One of my areas of interest within childbirth education is about the importance of birth as an experience. I know this isn’t necessarily a popular approach—more popular is to focus on evidence-based care, because using the dreaded “experience” word implies something too esoteric or “woo-woo,” OR it implies that women value the “experience” over a healthy baby (the very notion of which is so insulting to mothers that I can hardly stand it). However, I tend to think that an overemphasis on evidence-based care simply isn’t enough to explore and describe all that birth means for women. Women deserve even more than evidence-based care! (I actually have an article brewing that addresses this subject.) All too often women’s plans for beautiful births are dismissed with comments such as, “all that really matters is a healthy baby,” or “birth is just one day in a woman’s life.” I believe that wanting a healthy baby is a given and that giving birth is also a transformative rite of passage and life experience that has value in and of itself.

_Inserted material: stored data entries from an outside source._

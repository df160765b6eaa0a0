// Detector read endpoints
//
// Live status, the detection log, and service health.

use tracing::debug;

use crate::client::DetectorClient;
use crate::error::Error;
use crate::models::{DetectionEvent, DetectorHealth, DetectorStatus};

impl DetectorClient {
    /// Get the detector's current status.
    ///
    /// `GET /api/status`
    ///
    /// The service answers 503 with `{"error": "Detector not running"}`
    /// when the detector has not written a status sample yet.
    pub async fn get_status(&self) -> Result<DetectorStatus, Error> {
        let url = self.api_url("status")?;
        self.get(url).await
    }

    /// Get the full detection log in the order the service returns it.
    ///
    /// `GET /api/detections`
    ///
    /// The detector appends to its log, so this is oldest-first. Rows are
    /// decoded one by one: a row that cannot be read is skipped and the rest
    /// of the log still comes through.
    pub async fn list_detections(&self) -> Result<Vec<DetectionEvent>, Error> {
        let url = self.api_url("detections")?;
        let rows: Vec<serde_json::Value> = self.get(url).await?;
        let total = rows.len();
        let events = decode_rows(rows);
        debug!(count = events.len(), skipped = total - events.len(), "fetched detection log");
        Ok(events)
    }

    /// Get API and detector liveness.
    ///
    /// `GET /api/health`
    pub async fn health(&self) -> Result<DetectorHealth, Error> {
        let url = self.api_url("health")?;
        self.get(url).await
    }
}

fn decode_rows(rows: Vec<serde_json::Value>) -> Vec<DetectionEvent> {
    rows.into_iter()
        .enumerate()
        .filter_map(|(index, row)| match serde_json::from_value(row) {
            Ok(event) => Some(event),
            Err(e) => {
                debug!(index, error = %e, "skipping unreadable detection row");
                None
            }
        })
        .collect()
}
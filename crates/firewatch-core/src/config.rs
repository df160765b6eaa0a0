// ── Runtime dashboard configuration ──
//
// Describes where the detector lives and how often to poll it.
// Never touches disk: the CLI/TUI build a `DashboardConfig` (usually via
// `firewatch-config`) and hand it in.

use std::time::Duration;

use url::Url;

/// Status poll cadence.
pub const DEFAULT_STATUS_INTERVAL: Duration = Duration::from_secs(1);
/// Detection-log poll cadence.
pub const DEFAULT_HISTORY_INTERVAL: Duration = Duration::from_secs(5);
/// Lifetime of save/test confirmation messages.
pub const DEFAULT_MESSAGE_TTL: Duration = Duration::from_secs(3);
/// Per-request timeout.
pub const DEFAULT_TIMEOUT: Duration = Duration::from_secs(10);

/// Configuration for one dashboard instance.
#[derive(Debug, Clone, PartialEq, Eq)]
pub struct DashboardConfig {
    /// Detector service root (e.g., `http://raspberrypi.local:5000`).
    pub url: Url,
    /// Request timeout.
    pub timeout: Duration,
    pub status_interval: Duration,
    pub history_interval: Duration,
    pub message_ttl: Duration,
}

impl DashboardConfig {
    /// Config for `url` with the default cadences.
    pub fn new(url: Url) -> Self {
        Self {
            url,
            timeout: DEFAULT_TIMEOUT,
            status_interval: DEFAULT_STATUS_INTERVAL,
            history_interval: DEFAULT_HISTORY_INTERVAL,
            message_ttl: DEFAULT_MESSAGE_TTL,
        }
    }
}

In the textbook Childbirth Education: Practice, Research, & Theory the concept of birth as a peak, or “flow” experience is addressed several times:
The joy and personal growth that can result from successfully meeting challenging experiences has been described as ‘flow experiences’…such experiences are generally better understood in athletics than in childbirth because the public understands athletic events to be character building and an effort or a struggle that requires skill, practice, and concentration and is not without pain. As such, athletic accomplishments are widely recognized for both the product and process…Society focuses the celebration of birth almost totally on the product–the baby–and is rather neutral about the process as long as the mother emerges healthy.

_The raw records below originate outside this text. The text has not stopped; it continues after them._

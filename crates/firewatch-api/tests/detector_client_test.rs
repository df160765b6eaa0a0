#![allow(clippy::unwrap_used)]
// Integration tests for `DetectorClient` using wiremock.

use std::time::Duration;

use chrono::Timelike;
use pretty_assertions::assert_eq;
use serde_json::json;
use url::Url;
use wiremock::matchers::{body_json, method, path};
use wiremock::{Mock, MockServer, ResponseTemplate};

use firewatch_api::{
    DetectorClient, DetectorState, Error, NotificationSettings, TransportConfig,
};

// ── Helpers ─────────────────────────────────────────────────────────

async fn setup() -> (MockServer, DetectorClient) {
    let server = MockServer::start().await;
    let base_url = Url::parse(&server.uri()).unwrap();
    let client = DetectorClient::with_client(reqwest::Client::new(), base_url);
    (server, client)
}

// ── Status tests ────────────────────────────────────────────────────

#[tokio::test]
async fn test_get_status() {
    let (server, client) = setup().await;

    Mock::given(method("GET"))
        .and(path("/api/status"))
        .respond_with(ResponseTemplate::new(200).set_body_json(json!({
            "timestamp": "2024-06-15T10:30:00.250",
            "state": "beep",
            "frequency": 3187,
            "magnitude_db": -12.3,
            "beep_count": 2,
            "alarm_active": false
        })))
        .mount(&server)
        .await;

    let status = client.get_status().await.unwrap();
    assert_eq!(status.state, DetectorState::Beep);
    assert!(!status.alarm_active);
    assert!((status.frequency - 3187.0).abs() < f64::EPSILON);
    assert_eq!(status.magnitude_db, Some(-12.3));
    assert_eq!(status.beep_count, 2);

    let ts = status.timestamp.unwrap();
    assert_eq!((ts.hour(), ts.minute()), (10, 30));
}

#[tokio::test]
async fn test_get_status_null_magnitude() {
    let (server, client) = setup().await;

    Mock::given(method("GET"))
        .and(path("/api/status"))
        .respond_with(ResponseTemplate::new(200).set_body_json(json!({
            "state": "idle",
            "frequency": 0,
            "magnitude_db": null,
            "beep_count": 0,
            "alarm_active": false
        })))
        .mount(&server)
        .await;

    let status = client.get_status().await.unwrap();
    assert_eq!(status.state, DetectorState::Idle);
    assert_eq!(status.magnitude_db, None);
    assert_eq!(status.timestamp, None);
}

#[tokio::test]
async fn test_get_status_with_unreadable_timestamp() {
    let (server, client) = setup().await;

    Mock::given(method("GET"))
        .and(path("/api/status"))
        .respond_with(ResponseTemplate::new(200).set_body_json(json!({
            "state": "alarm",
            "frequency": 3150,
            "magnitude_db": -12.0,
            "beep_count": 3,
            "alarm_active": true,
            "timestamp": "15/06/2024 10:30"
        })))
        .mount(&server)
        .await;

    let status = client.get_status().await.unwrap();
    assert!(status.alarm_active);
    assert_eq!(status.timestamp, None);
}

#[tokio::test]
async fn test_get_status_error_body_is_extracted() {
    let (server, client) = setup().await;

    Mock::given(method("GET"))
        .and(path("/api/status"))
        .respond_with(
            ResponseTemplate::new(503).set_body_json(json!({ "error": "Detector not running" })),
        )
        .mount(&server)
        .await;

    let err = client.get_status().await.unwrap_err();
    match &err {
        Error::Http { status, message } => {
            assert_eq!(*status, 503);
            assert_eq!(message, "Detector not running");
        }
        other => panic!("expected Http error, got: {other:?}"),
    }
}

#[tokio::test]
async fn test_get_status_plain_error_body() {
    let (server, client) = setup().await;

    Mock::given(method("GET"))
        .and(path("/api/status"))
        .respond_with(ResponseTemplate::new(502).set_body_string("<html>Bad Gateway</html>"))
        .mount(&server)
        .await;

    let result = client.get_status().await;
    assert!(
        matches!(&result, Err(Error::Http { status: 502, message }) if message == "Detector not responding"),
        "expected generic Http error, got: {result:?}"
    );
}

#[tokio::test]
async fn test_get_status_malformed_body() {
    let (server, client) = setup().await;

    Mock::given(method("GET"))
        .and(path("/api/status"))
        .respond_with(ResponseTemplate::new(200).set_body_json(json!({ "state": "idle" })))
        .mount(&server)
        .await;

    let err = client.get_status().await.unwrap_err();
    assert!(
        matches!(err, Error::Deserialization { .. }),
        "expected Deserialization error, got: {err:?}"
    );
}

#[tokio::test]
async fn test_get_status_timeout() {
    let server = MockServer::start().await;
    let base_url = Url::parse(&server.uri()).unwrap();
    let transport = TransportConfig::with_timeout(Duration::from_millis(100));
    let client = DetectorClient::new(base_url, &transport).unwrap();

    Mock::given(method("GET"))
        .and(path("/api/status"))
        .respond_with(ResponseTemplate::new(200).set_delay(Duration::from_secs(2)))
        .mount(&server)
        .await;

    let err = client.get_status().await.unwrap_err();
    assert!(
        matches!(err, Error::Timeout { .. }),
        "expected Timeout error, got: {err:?}"
    );
}

#[tokio::test]
async fn test_unreachable_detector() {
    let client = DetectorClient::with_client(
        reqwest::Client::new(),
        Url::parse("http://127.0.0.1:1").unwrap(),
    );

    let err = client.get_status().await.unwrap_err();
    assert!(
        matches!(err, Error::Transport(_)),
        "expected Transport error, got: {err:?}"
    );
}

#[tokio::test]
async fn test_base_url_trailing_slash() {
    let (server, _) = setup().await;
    let base_url = Url::parse(&format!("{}/", server.uri())).unwrap();
    let client = DetectorClient::with_client(reqwest::Client::new(), base_url);

    Mock::given(method("GET"))
        .and(path("/api/health"))
        .respond_with(
            ResponseTemplate::new(200)
                .set_body_json(json!({ "api": "ok", "detector": "running" })),
        )
        .expect(1)
        .mount(&server)
        .await;

    let health = client.health().await.unwrap();
    assert!(health.detector_running());
}

// ── Detection log tests ─────────────────────────────────────────────

#[tokio::test]
async fn test_list_detections_keeps_remote_order() {
    let (server, client) = setup().await;

    Mock::given(method("GET"))
        .and(path("/api/detections"))
        .respond_with(ResponseTemplate::new(200).set_body_json(json!([
            {
                "timestamp": "2024-06-15T10:30:00.000",
                "event": "fire_alarm",
                "frequency": 3150,
                "magnitude_db": -10.5,
                "beep_count": 3
            },
            {
                "timestamp": "2024-06-15T11:45:12.500",
                "frequency": 3200,
                "magnitude_db": null
            }
        ])))
        .mount(&server)
        .await;

    let events = client.list_detections().await.unwrap();
    assert_eq!(events.len(), 2);
    assert_eq!(events[0].timestamp.unwrap().hour(), 10);
    assert_eq!(events[0].event.as_deref(), Some("fire_alarm"));
    assert_eq!(events[0].beep_count, Some(3));
    assert_eq!(events[1].timestamp.unwrap().hour(), 11);
    assert_eq!(events[1].magnitude_db, None);
    assert_eq!(events[1].event, None);
}

#[tokio::test]
async fn test_list_detections_survives_a_bad_timestamp() {
    let (server, client) = setup().await;

    Mock::given(method("GET"))
        .and(path("/api/detections"))
        .respond_with(ResponseTemplate::new(200).set_body_json(json!([
            {"timestamp": "2024-06-15T10:30:00", "frequency": 3150, "magnitude_db": -10.5},
            {"timestamp": "garbage", "frequency": 3200, "magnitude_db": -9.0}
        ])))
        .mount(&server)
        .await;

    let events = client.list_detections().await.unwrap();
    assert_eq!(events.len(), 2);
    assert_eq!(events[0].timestamp.unwrap().hour(), 10);
    assert_eq!(events[1].timestamp, None);
}

#[tokio::test]
async fn test_list_detections_empty() {
    let (server, client) = setup().await;

    Mock::given(method("GET"))
        .and(path("/api/detections"))
        .respond_with(ResponseTemplate::new(200).set_body_json(json!([])))
        .mount(&server)
        .await;

    assert!(client.list_detections().await.unwrap().is_empty());
}

// ── Health tests ────────────────────────────────────────────────────

#[tokio::test]
async fn test_health_detector_stopped() {
    let (server, client) = setup().await;

    Mock::given(method("GET"))
        .and(path("/api/health"))
        .respond_with(
            ResponseTemplate::new(200)
                .set_body_json(json!({ "api": "ok", "detector": "stopped" })),
        )
        .mount(&server)
        .await;

    let health = client.health().await.unwrap();
    assert_eq!(health.api, "ok");
    assert!(!health.detector_running());
}

// ── Settings tests ──────────────────────────────────────────────────

#[tokio::test]
async fn test_get_settings() {
    let (server, client) = setup().await;

    Mock::given(method("GET"))
        .and(path("/api/settings"))
        .respond_with(
            ResponseTemplate::new(200)
                .set_body_json(json!({ "topic": "kitchen-alarm", "enabled": true })),
        )
        .mount(&server)
        .await;

    let settings = client.get_settings().await.unwrap();
    assert_eq!(
        settings,
        NotificationSettings {
            topic: "kitchen-alarm".into(),
            enabled: true,
        }
    );
}

#[tokio::test]
async fn test_save_settings_with_echo() {
    let (server, client) = setup().await;
    let settings = NotificationSettings {
        topic: "garage".into(),
        enabled: true,
    };

    Mock::given(method("POST"))
        .and(path("/api/settings"))
        .and(body_json(json!({ "topic": "garage", "enabled": true })))
        .respond_with(
            ResponseTemplate::new(200)
                .set_body_json(json!({ "topic": "garage", "enabled": true })),
        )
        .expect(1)
        .mount(&server)
        .await;

    let echo = client.save_settings(&settings).await.unwrap();
    assert_eq!(echo, Some(settings));
}

#[tokio::test]
async fn test_save_settings_without_echo() {
    let (server, client) = setup().await;

    Mock::given(method("POST"))
        .and(path("/api/settings"))
        .respond_with(ResponseTemplate::new(200).set_body_json(json!({ "ok": true })))
        .mount(&server)
        .await;

    let echo = client
        .save_settings(&NotificationSettings::default())
        .await
        .unwrap();
    assert_eq!(echo, None);
}

#[tokio::test]
async fn test_save_settings_rejected() {
    let (server, client) = setup().await;

    Mock::given(method("POST"))
        .and(path("/api/settings"))
        .respond_with(ResponseTemplate::new(500).set_body_json(json!({ "error": "disk full" })))
        .mount(&server)
        .await;

    let result = client.save_settings(&NotificationSettings::default()).await;
    assert!(
        matches!(&result, Err(Error::Http { status: 500, message }) if message == "disk full"),
        "expected Http error, got: {result:?}"
    );
}

// ── Test notification tests ─────────────────────────────────────────

#[tokio::test]
async fn test_send_test_notification_success() {
    let (server, client) = setup().await;

    Mock::given(method("POST"))
        .and(path("/api/test-notification"))
        .respond_with(
            ResponseTemplate::new(200)
                .set_body_json(json!({ "success": true, "message": "sent" })),
        )
        .expect(1)
        .mount(&server)
        .await;

    client.send_test_notification().await.unwrap();
}

#[tokio::test]
async fn test_send_test_notification_flag_false_with_200() {
    let (server, client) = setup().await;

    Mock::given(method("POST"))
        .and(path("/api/test-notification"))
        .respond_with(
            ResponseTemplate::new(200)
                .set_body_json(json!({ "success": false, "error": "no topic configured" })),
        )
        .mount(&server)
        .await;

    let err = client.send_test_notification().await.unwrap_err();
    match &err {
        Error::NotificationFailed { message } => assert_eq!(message, "no topic configured"),
        other => panic!("expected NotificationFailed, got: {other:?}"),
    }
}

#[tokio::test]
async fn test_send_test_notification_flag_true_with_500() {
    let (server, client) = setup().await;

    Mock::given(method("POST"))
        .and(path("/api/test-notification"))
        .respond_with(ResponseTemplate::new(500).set_body_json(json!({ "success": true })))
        .mount(&server)
        .await;

    client.send_test_notification().await.unwrap();
}

#[tokio::test]
async fn test_send_test_notification_no_flag_error_status() {
    let (server, client) = setup().await;

    Mock::given(method("POST"))
        .and(path("/api/test-notification"))
        .respond_with(ResponseTemplate::new(404).set_body_string("Not Found"))
        .mount(&server)
        .await;

    let result = client.send_test_notification().await;
    assert!(
        matches!(result, Err(Error::Http { status: 404, .. })),
        "expected Http error, got: {result:?}"
    );
}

The book also shares the research that when mothers were interviewed postpartum who had had epidurals, their comments following birth focused almost totally on the baby. Women who had relied on relaxation and other non-pharmaceutical coping methods talked about the baby AND about the emotional and psychological benefits of their birth experiences. Women in both groups expressed satisfaction with their birth experiences, but for those in the epidural group “the element of personal accomplishment or mastery was missing in their comments.”
I believe that starting out the parenting adventure with a sense of “personal accomplishment and mastery” is a tremendous gift and I wish all expectant couples had the opportunity to experience birth in this way. In my classes, I strive to emphasize that both process (giving birth) and product (healthy baby, healthy mom) are important, and indeed, are inextricably linked.